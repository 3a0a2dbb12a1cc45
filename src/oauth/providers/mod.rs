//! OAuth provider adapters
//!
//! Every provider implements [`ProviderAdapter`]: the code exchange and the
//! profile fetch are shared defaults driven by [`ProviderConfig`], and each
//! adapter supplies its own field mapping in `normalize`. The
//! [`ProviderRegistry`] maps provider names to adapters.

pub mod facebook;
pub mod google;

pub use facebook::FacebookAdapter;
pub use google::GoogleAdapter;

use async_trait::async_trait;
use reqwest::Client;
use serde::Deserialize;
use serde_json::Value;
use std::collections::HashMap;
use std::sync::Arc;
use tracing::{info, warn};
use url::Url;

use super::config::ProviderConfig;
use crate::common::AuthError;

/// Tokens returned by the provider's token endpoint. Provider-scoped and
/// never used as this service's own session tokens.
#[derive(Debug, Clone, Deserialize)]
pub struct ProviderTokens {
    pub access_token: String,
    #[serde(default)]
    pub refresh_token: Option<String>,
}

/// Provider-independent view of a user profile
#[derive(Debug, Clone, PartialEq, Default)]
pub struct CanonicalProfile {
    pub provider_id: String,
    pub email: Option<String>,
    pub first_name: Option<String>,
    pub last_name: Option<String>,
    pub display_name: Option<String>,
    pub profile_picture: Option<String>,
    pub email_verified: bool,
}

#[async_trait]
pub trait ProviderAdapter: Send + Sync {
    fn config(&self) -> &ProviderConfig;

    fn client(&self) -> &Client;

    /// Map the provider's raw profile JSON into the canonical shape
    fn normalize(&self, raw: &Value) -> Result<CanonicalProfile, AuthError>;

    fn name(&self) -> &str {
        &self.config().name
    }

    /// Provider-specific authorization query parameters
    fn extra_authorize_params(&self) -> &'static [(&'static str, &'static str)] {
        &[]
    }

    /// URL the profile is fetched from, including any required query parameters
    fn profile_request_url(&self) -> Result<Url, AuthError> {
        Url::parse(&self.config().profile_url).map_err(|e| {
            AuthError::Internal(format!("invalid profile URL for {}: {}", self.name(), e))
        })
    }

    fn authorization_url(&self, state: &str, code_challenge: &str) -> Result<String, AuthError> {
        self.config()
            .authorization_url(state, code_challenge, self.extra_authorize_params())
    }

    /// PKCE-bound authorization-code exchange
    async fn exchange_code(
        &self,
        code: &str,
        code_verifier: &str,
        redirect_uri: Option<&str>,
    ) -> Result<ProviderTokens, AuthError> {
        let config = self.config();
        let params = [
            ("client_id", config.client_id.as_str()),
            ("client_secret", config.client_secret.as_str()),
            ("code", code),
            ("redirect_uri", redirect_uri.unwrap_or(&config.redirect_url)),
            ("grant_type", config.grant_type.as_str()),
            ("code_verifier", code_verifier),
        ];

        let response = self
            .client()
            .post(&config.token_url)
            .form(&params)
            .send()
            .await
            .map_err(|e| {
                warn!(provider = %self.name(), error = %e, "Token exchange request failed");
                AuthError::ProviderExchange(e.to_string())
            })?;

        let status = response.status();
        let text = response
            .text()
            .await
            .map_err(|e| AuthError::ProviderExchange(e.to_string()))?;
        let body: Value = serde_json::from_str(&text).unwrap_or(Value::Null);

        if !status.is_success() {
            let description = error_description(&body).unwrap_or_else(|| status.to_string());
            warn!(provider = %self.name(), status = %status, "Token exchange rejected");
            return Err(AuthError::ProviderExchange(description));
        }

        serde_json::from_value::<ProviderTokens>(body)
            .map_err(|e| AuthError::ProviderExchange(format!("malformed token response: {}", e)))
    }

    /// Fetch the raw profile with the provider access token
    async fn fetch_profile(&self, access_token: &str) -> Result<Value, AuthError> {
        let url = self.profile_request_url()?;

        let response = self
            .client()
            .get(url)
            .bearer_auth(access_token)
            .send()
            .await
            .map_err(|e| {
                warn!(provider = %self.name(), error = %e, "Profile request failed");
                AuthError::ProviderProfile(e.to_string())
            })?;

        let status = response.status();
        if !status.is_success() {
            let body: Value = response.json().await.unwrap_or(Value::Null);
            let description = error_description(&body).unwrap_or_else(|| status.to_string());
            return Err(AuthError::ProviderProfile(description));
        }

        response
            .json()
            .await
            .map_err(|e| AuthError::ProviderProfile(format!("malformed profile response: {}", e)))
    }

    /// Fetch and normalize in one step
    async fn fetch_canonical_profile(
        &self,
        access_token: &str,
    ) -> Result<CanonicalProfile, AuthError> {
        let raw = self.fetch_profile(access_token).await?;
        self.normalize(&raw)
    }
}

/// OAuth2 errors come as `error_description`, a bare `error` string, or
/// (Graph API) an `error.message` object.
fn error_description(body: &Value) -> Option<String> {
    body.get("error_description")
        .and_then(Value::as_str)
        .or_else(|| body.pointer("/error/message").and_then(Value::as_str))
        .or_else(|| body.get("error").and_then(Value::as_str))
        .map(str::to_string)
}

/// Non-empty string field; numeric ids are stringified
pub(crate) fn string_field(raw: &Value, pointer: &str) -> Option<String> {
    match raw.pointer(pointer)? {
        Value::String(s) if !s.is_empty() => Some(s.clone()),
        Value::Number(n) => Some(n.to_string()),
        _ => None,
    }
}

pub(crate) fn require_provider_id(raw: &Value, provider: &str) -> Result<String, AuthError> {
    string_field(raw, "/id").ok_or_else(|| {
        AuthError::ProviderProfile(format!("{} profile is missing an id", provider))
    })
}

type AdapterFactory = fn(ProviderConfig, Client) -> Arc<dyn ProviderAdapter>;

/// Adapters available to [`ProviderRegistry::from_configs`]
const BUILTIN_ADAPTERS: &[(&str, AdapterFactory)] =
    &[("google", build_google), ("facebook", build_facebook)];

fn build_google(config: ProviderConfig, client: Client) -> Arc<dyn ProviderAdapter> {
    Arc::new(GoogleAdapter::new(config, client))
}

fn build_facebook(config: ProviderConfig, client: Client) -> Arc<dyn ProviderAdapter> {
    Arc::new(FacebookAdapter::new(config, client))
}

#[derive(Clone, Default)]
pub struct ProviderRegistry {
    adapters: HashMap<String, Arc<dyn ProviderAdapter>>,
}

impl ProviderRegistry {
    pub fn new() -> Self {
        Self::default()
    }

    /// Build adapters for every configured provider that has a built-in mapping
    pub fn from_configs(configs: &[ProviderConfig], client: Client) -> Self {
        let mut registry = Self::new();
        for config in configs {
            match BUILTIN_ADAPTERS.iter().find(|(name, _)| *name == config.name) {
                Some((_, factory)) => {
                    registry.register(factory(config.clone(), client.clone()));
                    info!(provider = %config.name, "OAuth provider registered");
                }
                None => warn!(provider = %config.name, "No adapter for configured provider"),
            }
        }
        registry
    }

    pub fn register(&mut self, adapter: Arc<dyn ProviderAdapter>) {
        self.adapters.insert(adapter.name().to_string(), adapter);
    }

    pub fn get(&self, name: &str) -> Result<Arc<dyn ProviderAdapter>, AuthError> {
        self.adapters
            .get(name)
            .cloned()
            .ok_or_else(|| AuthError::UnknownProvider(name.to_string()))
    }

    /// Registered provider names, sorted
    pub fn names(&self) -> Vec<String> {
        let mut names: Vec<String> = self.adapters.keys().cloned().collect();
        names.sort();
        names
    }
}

──────

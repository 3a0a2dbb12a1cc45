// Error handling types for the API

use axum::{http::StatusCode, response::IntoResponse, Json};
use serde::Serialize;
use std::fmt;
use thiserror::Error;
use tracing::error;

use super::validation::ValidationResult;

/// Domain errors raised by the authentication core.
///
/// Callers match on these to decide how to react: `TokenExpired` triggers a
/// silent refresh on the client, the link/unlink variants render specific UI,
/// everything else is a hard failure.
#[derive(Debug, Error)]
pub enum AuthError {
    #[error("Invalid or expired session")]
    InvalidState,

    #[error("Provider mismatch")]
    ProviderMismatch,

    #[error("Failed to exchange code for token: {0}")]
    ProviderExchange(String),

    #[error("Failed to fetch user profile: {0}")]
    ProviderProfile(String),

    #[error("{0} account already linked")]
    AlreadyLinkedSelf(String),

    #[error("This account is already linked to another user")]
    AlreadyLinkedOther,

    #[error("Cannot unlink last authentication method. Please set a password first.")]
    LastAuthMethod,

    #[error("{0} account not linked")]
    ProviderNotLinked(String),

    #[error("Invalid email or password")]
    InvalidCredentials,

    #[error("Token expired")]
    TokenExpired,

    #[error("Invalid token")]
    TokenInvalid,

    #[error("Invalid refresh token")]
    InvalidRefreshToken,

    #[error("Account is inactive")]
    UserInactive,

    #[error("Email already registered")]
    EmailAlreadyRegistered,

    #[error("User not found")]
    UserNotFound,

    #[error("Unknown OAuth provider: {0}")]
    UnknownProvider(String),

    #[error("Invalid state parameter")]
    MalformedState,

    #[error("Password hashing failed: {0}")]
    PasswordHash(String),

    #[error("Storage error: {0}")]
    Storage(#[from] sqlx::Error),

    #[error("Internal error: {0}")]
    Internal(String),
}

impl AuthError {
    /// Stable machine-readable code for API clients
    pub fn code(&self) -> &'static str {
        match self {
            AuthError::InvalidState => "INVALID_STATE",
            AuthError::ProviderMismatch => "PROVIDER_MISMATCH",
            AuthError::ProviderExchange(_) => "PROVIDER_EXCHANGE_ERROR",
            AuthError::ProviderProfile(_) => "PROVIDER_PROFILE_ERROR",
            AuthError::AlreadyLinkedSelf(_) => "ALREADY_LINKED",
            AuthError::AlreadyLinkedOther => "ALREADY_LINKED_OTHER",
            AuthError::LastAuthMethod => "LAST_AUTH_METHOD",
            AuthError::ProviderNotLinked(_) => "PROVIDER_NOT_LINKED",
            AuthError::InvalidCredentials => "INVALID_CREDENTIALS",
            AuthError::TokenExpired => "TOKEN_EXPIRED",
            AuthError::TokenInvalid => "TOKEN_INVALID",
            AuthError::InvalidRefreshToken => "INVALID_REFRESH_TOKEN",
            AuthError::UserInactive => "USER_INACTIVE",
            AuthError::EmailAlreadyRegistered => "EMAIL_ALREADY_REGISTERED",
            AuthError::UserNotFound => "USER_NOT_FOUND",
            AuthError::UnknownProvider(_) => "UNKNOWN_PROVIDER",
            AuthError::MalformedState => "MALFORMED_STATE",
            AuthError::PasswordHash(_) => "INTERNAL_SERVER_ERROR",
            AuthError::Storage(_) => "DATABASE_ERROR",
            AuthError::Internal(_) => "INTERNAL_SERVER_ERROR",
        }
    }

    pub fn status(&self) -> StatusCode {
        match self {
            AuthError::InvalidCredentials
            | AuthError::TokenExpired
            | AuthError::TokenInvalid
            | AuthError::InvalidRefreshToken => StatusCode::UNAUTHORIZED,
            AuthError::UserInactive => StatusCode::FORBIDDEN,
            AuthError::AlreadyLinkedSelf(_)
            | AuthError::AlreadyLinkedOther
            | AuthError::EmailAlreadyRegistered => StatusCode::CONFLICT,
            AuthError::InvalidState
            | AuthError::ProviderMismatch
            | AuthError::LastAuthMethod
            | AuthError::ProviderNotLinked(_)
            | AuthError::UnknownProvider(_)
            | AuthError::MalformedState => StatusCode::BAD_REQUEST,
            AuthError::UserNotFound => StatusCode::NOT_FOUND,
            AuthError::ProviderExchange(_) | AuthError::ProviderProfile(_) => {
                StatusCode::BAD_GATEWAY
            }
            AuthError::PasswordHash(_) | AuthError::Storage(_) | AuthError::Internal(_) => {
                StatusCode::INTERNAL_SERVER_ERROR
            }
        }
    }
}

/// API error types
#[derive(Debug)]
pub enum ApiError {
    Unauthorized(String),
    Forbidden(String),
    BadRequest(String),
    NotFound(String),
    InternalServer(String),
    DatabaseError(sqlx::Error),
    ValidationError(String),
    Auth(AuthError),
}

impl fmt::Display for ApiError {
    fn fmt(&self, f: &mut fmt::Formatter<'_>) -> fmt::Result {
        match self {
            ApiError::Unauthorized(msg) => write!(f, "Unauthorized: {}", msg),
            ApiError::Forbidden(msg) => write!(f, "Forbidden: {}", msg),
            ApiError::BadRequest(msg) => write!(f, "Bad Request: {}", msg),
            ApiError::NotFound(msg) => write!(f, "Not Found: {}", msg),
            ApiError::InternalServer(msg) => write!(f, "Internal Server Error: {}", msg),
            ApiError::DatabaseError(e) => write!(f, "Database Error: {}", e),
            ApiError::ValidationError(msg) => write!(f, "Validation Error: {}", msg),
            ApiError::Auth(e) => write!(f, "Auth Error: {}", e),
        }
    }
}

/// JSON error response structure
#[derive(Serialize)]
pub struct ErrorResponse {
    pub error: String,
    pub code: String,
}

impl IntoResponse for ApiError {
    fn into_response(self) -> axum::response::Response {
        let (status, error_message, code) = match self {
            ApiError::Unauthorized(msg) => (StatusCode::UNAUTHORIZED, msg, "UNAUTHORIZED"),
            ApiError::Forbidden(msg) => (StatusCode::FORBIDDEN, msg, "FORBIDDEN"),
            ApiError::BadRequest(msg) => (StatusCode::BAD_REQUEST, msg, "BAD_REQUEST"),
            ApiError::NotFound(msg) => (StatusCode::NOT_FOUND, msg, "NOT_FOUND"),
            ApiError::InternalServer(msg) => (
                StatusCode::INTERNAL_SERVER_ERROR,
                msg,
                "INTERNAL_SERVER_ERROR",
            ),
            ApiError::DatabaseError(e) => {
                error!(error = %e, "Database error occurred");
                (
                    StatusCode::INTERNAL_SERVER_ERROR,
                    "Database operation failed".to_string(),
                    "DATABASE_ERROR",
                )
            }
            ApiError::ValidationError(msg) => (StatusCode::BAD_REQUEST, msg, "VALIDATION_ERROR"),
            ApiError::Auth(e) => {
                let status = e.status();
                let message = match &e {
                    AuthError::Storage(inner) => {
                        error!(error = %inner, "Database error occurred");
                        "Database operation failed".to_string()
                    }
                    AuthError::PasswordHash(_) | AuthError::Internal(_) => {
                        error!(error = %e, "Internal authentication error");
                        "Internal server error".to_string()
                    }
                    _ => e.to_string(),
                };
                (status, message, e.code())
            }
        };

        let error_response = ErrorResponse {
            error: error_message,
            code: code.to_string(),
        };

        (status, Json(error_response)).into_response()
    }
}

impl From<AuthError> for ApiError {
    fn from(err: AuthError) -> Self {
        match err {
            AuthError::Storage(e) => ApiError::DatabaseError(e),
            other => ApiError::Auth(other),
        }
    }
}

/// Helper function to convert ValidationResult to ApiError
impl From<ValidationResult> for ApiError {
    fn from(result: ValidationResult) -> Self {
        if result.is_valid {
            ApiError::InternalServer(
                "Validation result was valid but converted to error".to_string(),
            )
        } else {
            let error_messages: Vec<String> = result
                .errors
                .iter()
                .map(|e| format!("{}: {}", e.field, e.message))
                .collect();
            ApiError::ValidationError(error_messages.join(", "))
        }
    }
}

──────

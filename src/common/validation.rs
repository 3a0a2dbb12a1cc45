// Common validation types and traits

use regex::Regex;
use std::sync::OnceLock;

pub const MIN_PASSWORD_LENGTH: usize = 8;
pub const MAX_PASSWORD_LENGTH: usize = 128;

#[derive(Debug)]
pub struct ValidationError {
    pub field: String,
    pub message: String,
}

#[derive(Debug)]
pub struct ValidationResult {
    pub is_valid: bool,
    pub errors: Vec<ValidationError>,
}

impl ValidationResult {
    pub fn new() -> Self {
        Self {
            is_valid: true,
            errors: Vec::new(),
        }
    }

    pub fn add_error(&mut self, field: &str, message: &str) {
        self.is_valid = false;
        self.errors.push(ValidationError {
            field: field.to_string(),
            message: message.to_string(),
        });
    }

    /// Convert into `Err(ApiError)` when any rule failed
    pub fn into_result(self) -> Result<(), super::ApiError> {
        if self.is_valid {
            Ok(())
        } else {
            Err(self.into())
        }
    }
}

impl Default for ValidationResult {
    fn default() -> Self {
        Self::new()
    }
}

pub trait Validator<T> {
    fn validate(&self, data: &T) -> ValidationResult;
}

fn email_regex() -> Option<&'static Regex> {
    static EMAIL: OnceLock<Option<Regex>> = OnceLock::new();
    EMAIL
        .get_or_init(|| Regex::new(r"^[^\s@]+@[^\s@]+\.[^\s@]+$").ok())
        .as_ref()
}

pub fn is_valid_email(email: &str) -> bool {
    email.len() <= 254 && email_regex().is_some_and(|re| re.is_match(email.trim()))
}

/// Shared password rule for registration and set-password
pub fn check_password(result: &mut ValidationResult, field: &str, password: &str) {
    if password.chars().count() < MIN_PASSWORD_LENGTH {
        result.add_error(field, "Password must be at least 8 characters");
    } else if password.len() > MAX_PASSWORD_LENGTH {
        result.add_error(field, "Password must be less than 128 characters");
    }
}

──────

How to complete this task>
Lines holding "ProviderConfig" in the data above: copy each of them.

Solution for this exercise>
//! profile fetch are shared defaults driven by [`ProviderConfig`], and each
use super::config::ProviderConfig;
    fn config(&self) -> &ProviderConfig;
type AdapterFactory = fn(ProviderConfig, Client) -> Arc<dyn ProviderAdapter>;
fn build_google(config: ProviderConfig, client: Client) -> Arc<dyn ProviderAdapter> {
fn build_facebook(config: ProviderConfig, client: Client) -> Arc<dyn ProviderAdapter> {
    pub fn from_configs(configs: &[ProviderConfig], client: Client) -> Self {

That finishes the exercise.